What in the World is Going On, April 2012 Edition
Autism Speaks will mark this day with their Light It Up Blue campaign. Now in its third year, iconic landmarks around the world will Light It Up Blue to show their support and raise awareness about autism. Anyone can participate in this campaign. To find out about ideas you can do to Light It Up Blue, click on the link here.
An international consortium of scientists is collaborating on one of the largest ever academic-industry research projects to find new methods for the development of drugs for autism spectrum disorder (ASD). European Autism Interventions – A Multicentre Study for Developing New Medications (EU-AIMS)is the largest single grant for autism research in the world and the largest for the study of any mental health disorder in Europe.
Robert Ring, Vice President of Translational Research for Autism Speaks said: “The lack of effective pharmacological treatments for ASD has a profound effect on patients’ lives. We are excited that with this unique collaboration we may see a real shift in future treatment for this devastating disorder.”
EU-AIMS will focus on three areas: the development and validation of translational research approaches for the advancement of novel therapies for ASD; the identification, alignment, and development of expert clinical sites across Europe to run clinical trials; and the creation of an interactive platform for ASD professionals and patients.
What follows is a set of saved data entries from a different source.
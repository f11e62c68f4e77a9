use anyhow::{Context, Result};
use std::sync::Arc;
use tracing_subscriber::EnvFilter;

use empathic_finance::{Config, FinanceService};

#[tokio::main]
async fn main() -> Result<()> {
    // Logs go to stderr; RUST_LOG overrides the default level
    tracing_subscriber::fmt()
        .with_env_filter(
            EnvFilter::try_from_default_env().unwrap_or_else(|_| EnvFilter::new("info")),
        )
        .with_target(false)
        .with_writer(std::io::stderr)
        .init();

    let config = Arc::new(Config::load());
    let bind = config
        .bind_addr()
        .with_context(|| format!("Invalid bind address '{}' (expected host:port)", config.server.bind))?;

    let service = FinanceService::new(config);
    let router = service.router();

    let listener = tokio::net::TcpListener::bind(bind).await?;
    let config = service.config();
    tracing::info!(
        %bind,
        name = %config.server.name,
        version = %config.server.version,
        live_news = config.news.has_live_key(),
        "Starting HTTP server"
    );

    axum::serve(listener, router)
        .with_graceful_shutdown(shutdown_signal())
        .await?;
    tracing::info!("Server shut down");
    Ok(())
}

async fn shutdown_signal() {
    if let Err(e) = tokio::signal::ctrl_c().await {
        tracing::error!("Failed to listen for shutdown signal: {}", e);
        std::future::pending::<()>().await;
    }
}
//! Seed records for the in-memory stores and the offline news feed.

use chrono::{DateTime, Duration, Utc};
use std::collections::HashMap;

use crate::models::{
    AllocationShift, AllocationSlice, Asset, Change, ExpectedImpact, NewsArticle, Portfolio,
    Recommendation, User, UserProfile, WatchlistItem,
};

pub const DEMO_USER_ID: &str = "1";

pub(crate) fn slice(name: &str, percentage: f64, color: &str) -> AllocationSlice {
    AllocationSlice {
        name: name.to_string(),
        percentage,
        color: color.to_string(),
    }
}

#[allow(clippy::too_many_arguments)]
fn asset(
    id: &str,
    symbol: &str,
    name: &str,
    shares: f64,
    current_price: f64,
    market_value: f64,
    gain_loss: f64,
    change_percentage: f64,
    kind: &str,
) -> Asset {
    Asset {
        id: id.to_string(),
        symbol: symbol.to_string(),
        name: name.to_string(),
        shares,
        current_price,
        market_value,
        gain_loss,
        change_percentage,
        kind: kind.to_string(),
    }
}

pub fn users() -> HashMap<String, User> {
    let user = User {
        id: DEMO_USER_ID.to_string(),
        name: "Student Investor".to_string(),
        email: "student@example.com".to_string(),
        profile: UserProfile {
            age: "20-24".to_string(),
            risk_tolerance: "Moderate-Aggressive".to_string(),
            time_horizon: "8-10 years".to_string(),
            investment_goal: "Education + Early Wealth".to_string(),
            experience: "Beginner/Intermediate".to_string(),
        },
    };
    HashMap::from([(DEMO_USER_ID.to_string(), user)])
}

pub fn portfolios() -> HashMap<String, Portfolio> {
    let portfolio = Portfolio {
        total_value: 85420.0,
        daily_change: Change {
            amount: 1250.0,
            percentage: 1.48,
        },
        overall_return: Change {
            amount: 12420.0,
            percentage: 17.02,
        },
        allocation: vec![
            slice("Index Funds", 40.0, "#4F46E5"),
            slice("Mutual Funds", 25.0, "#10B981"),
            slice("ETFs", 20.0, "#F59E0B"),
            slice("Stocks", 10.0, "#8B5CF6"),
            slice("Gold/SGBs", 5.0, "#EC4899"),
        ],
        assets: vec![
            asset("1", "NIFTY50", "UTI Nifty 50 Index Fund", 245.5, 142.35, 34950.0, 4850.0, 1.62, "Index Fund"),
            asset("2", "PPFAS", "Parag Parikh Flexi Cap Fund", 312.8, 68.50, 21420.0, 3280.0, 0.95, "Mutual Fund"),
            asset("3", "GOLDBEES", "Nippon India Gold ETF", 75.0, 56.80, 4260.0, 520.0, 0.42, "ETF"),
            asset("4", "INFY", "Infosys Ltd.", 5.0, 1485.60, 7428.0, -340.0, -1.15, "Stock"),
            asset("5", "HDFC", "HDFC Balanced Advantage Fund", 425.2, 40.75, 17330.0, 2890.0, 1.28, "Mutual Fund"),
            asset("6", "TATA", "Tata Digital India Fund", 85.5, 42.10, 3600.0, 720.0, 2.35, "Mutual Fund"),
        ],
    };
    HashMap::from([(DEMO_USER_ID.to_string(), portfolio)])
}

pub fn watchlists() -> HashMap<String, Vec<WatchlistItem>> {
    let item = |id: &str,
                symbol: &str,
                name: &str,
                current_price: f64,
                change_amount: f64,
                change_percentage: f64,
                has_alert: bool,
                price_target: Option<f64>,
                alert_price: Option<f64>| WatchlistItem {
        id: id.to_string(),
        symbol: symbol.to_string(),
        name: name.to_string(),
        current_price,
        change_amount,
        change_percentage,
        has_alert,
        price_target,
        alert_price,
    };
    let list = vec![
        item("1", "TCS", "Tata Consultancy Services", 4125.50, 45.20, 1.11, true, Some(4500.0), Some(4000.0)),
        item("2", "RELIANCE", "Reliance Industries Ltd.", 2485.75, -18.25, -0.73, false, Some(2700.0), None),
        item("3", "HDFCBANK", "HDFC Bank Ltd.", 1685.60, 22.40, 1.35, true, Some(1800.0), Some(1600.0)),
    ];
    HashMap::from([(DEMO_USER_ID.to_string(), list)])
}

pub fn recommendations() -> HashMap<String, Vec<Recommendation>> {
    let rec = |id: &str,
               kind: &str,
               title: &str,
               description: &str,
               priority: &str,
               shift: (f64, f64),
               impact: (f64, &str),
               last_updated: &str| Recommendation {
        id: id.to_string(),
        kind: kind.to_string(),
        title: title.to_string(),
        description: description.to_string(),
        priority: priority.to_string(),
        status: "pending".to_string(),
        allocation: AllocationShift {
            current: shift.0,
            recommended: shift.1,
        },
        expected_impact: ExpectedImpact {
            return_increase: impact.0,
            risk_change: impact.1.to_string(),
        },
        last_updated: last_updated.to_string(),
    };
    let list = vec![
        rec(
            "1",
            "increase_exposure",
            "Boost Your SIP Amount",
            "You're saving ₹3,000/month. Increasing to ₹5,000 could grow your corpus by ₹2.5L extra over 8 years with compounding.",
            "medium",
            (3000.0, 5000.0),
            (2.5, "Same"),
            "1 hour ago",
        ),
        rec(
            "2",
            "diversify",
            "Add International Exposure",
            "Consider Motilal Oswal Nasdaq 100 ETF for global diversification. Young investors benefit from higher equity allocation.",
            "low",
            (0.0, 10.0),
            (1.8, "Slightly Higher"),
            "1 day ago",
        ),
        rec(
            "3",
            "rebalance",
            "Lock in Gains from IT Sector",
            "Your Tata Digital India Fund is up 25%. Consider booking partial profits and moving to index funds for stability.",
            "high",
            (15.0, 10.0),
            (-0.5, "Lower"),
            "3 hours ago",
        ),
    ];
    HashMap::from([(DEMO_USER_ID.to_string(), list)])
}

/// Offline headlines, timestamped relative to `now`.
pub fn news(now: DateTime<Utc>) -> Vec<NewsArticle> {
    let article = |id: &str,
                   title: &str,
                   summary: &str,
                   source: &str,
                   category: &str,
                   age: Duration,
                   image: &str,
                   image_alt: &str| NewsArticle {
        id: id.to_string(),
        title: title.to_string(),
        summary: Some(summary.to_string()),
        source: source.to_string(),
        category: category.to_string(),
        sentiment: "positive".to_string(),
        timestamp: (now - age).to_rfc3339(),
        image: Some(image.to_string()),
        image_alt: image_alt.to_string(),
    };
    vec![
        article(
            "1",
            "RBI Holds Repo Rate Steady at 6.5%, Signals Positive Growth",
            "Reserve Bank of India maintains accommodative stance amid strong GDP growth projections for FY26, beneficial for equity markets.",
            "Economic Times",
            "economy",
            Duration::minutes(30),
            "https://images.unsplash.com/photo-1633059050703-0f1b50828402",
            "Reserve Bank of India building exterior",
        ),
        article(
            "2",
            "Nifty 50 Hits New All-Time High on IT & Banking Rally",
            "Indian benchmark index crosses 25,000 mark as IT giants report strong quarterly results and FII inflows continue.",
            "Moneycontrol",
            "stocks",
            Duration::hours(1),
            "https://images.unsplash.com/photo-1726585554553-23c7d72ef47e",
            "Stock market charts showing upward trend",
        ),
        article(
            "3",
            "Gold Prices Rise as Festival Season Approaches",
            "Sovereign Gold Bonds see increased interest from young investors as gold touches ₹75,000/10g ahead of Diwali.",
            "Mint",
            "markets",
            Duration::minutes(90),
            "https://images.unsplash.com/photo-1726731782158-fcf6822b6ca4",
            "Gold bars and coins representing precious metals investment",
        ),
        article(
            "4",
            "Mutual Fund SIP Inflows Cross ₹25,000 Crore Monthly",
            "Retail investors continue to show strong faith in systematic investment plans, with equity funds seeing highest inflows.",
            "AMFI India",
            "markets",
            Duration::hours(2),
            "https://images.unsplash.com/photo-1643616997533-b2765f43011d",
            "Growth chart representing mutual fund investments",
        ),
    ]
}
Psychiatrist David Goldbloom is the new chair of the Mental Health Commission of Canada (MHCC) was recently appointed. The MHCC is about to unveil its mental health strategy. Canada is the only G-8 country without a strategy. The strategy is a way of articulating priorities and focusing efforts but does not fund mental-health programs. Many individuals on the autism spectrum also experience mental health problems such as anxiety and depression. Hopefully, the development of this national strategy will lead to one for autism in the near future.
I recently discovered The Riot which promotes self-advocacy for people with disabilities. Self-advocates speak up with spoken words, sign language, letter boards or in ways unique to each person. The Riot offers a newsletter, a blog where self-advocates can share opinions, an online art gallery, toolkits, games and services to help individuals become stronger self-advocates. They cover topics that are important to self-advocates. Although they are serious about self-advocacy issues, they also want to make self-advocates laugh and feel good about life. Check out this great site.
A new report from the Center for Autism Research at The Children’s Hospital of Philadelphia found that US families with autistic children earn nearly $18,000 less than parents of normally developing kids. Accounting for factors such as parents’ age, race, education and health, fathers of kids with autism were just as likely to be employed as fathers of typically developing children. The same was true for how much fathers worked and earned.
The same did not hold true for mothers. Compared with mothers of kids without disabilities, those who had autistic children were six percent less likely to be employed, worked seven hours less per week and had less than half the annual income. Mothers tend to be the primary caregivers for children on the spectrum, advocates, and often are case managers for services.
Although this was a US study, I believe the results would more than likely be similar in Canada.
The Ages and Stages Questionnaire (ASQ-3) for children from birth to age 5 is available on-line for free through the Easter Seals. The ASQ-3 results will help parents see if a child’s developmental progress is on time and alert parents to concerns that can be discussed with a health care provider. The ASQ-3 is designed as a screening tool and not for diagnosis. Results from the on-line ASQ-3 will be e-mailed within two weeks.
Not sure how to teach the hidden curriculum of social situations to adults on the spectrum? Judy Endow, adult with ASD, has written a new book based on her personal experiences. Learning the Hidden Curriculum: The Odyssey of One Autistic Adult provides lots of hidden curriculum items that pertain to most areas of adult life. In relating how Judy personally has learned to more successfully manoeuver social interactions, she also presents a framework for developing the ability to quickly assess a situation and take steps to avoid making social blunders before they have been committed. This book is all the more valuable because it was written by an autistic person who has learned by trial and error.
The new book Everyday Activities to Help Your Young Child with Autism Live Life to the Full is brimming with simple ideas, activities and exercises to address the daily challenges that young children with autism face such as getting dressed and tooth-brushing. Easy to carry out and to fit into routines, the activities will help improve a child’s sense of body awareness, coordination and motor skills, and address key tasks such as eating meals and healthy sleep. There are also ideas for tackling social challenges, including playing with friends, going on a holiday and staying calm at school.This jargon-free book shows how occupational therapy techniques can be used to help a young child with autism to live life to the full, and will be an essential tool for parents and carers.
I discovered a great website this month called Autism and Empathy. The purpose of the site is to to undo the myths about autism and empathy that have stigmatized autistic people for so long. It features writing by autistic individuals, autism parents and family members, autism professionals, and others who understand that autistic people, all along the spectrum, can experience the world in highly empathetic and sensitive ways. By telling their stories, describing their experiences, and speaking the truth in their own voices, they can break dehumanizing stereotypes and increase understanding. The posts are insightful and well written.
These are the highlights of what in the world is going on in autism for April 2012.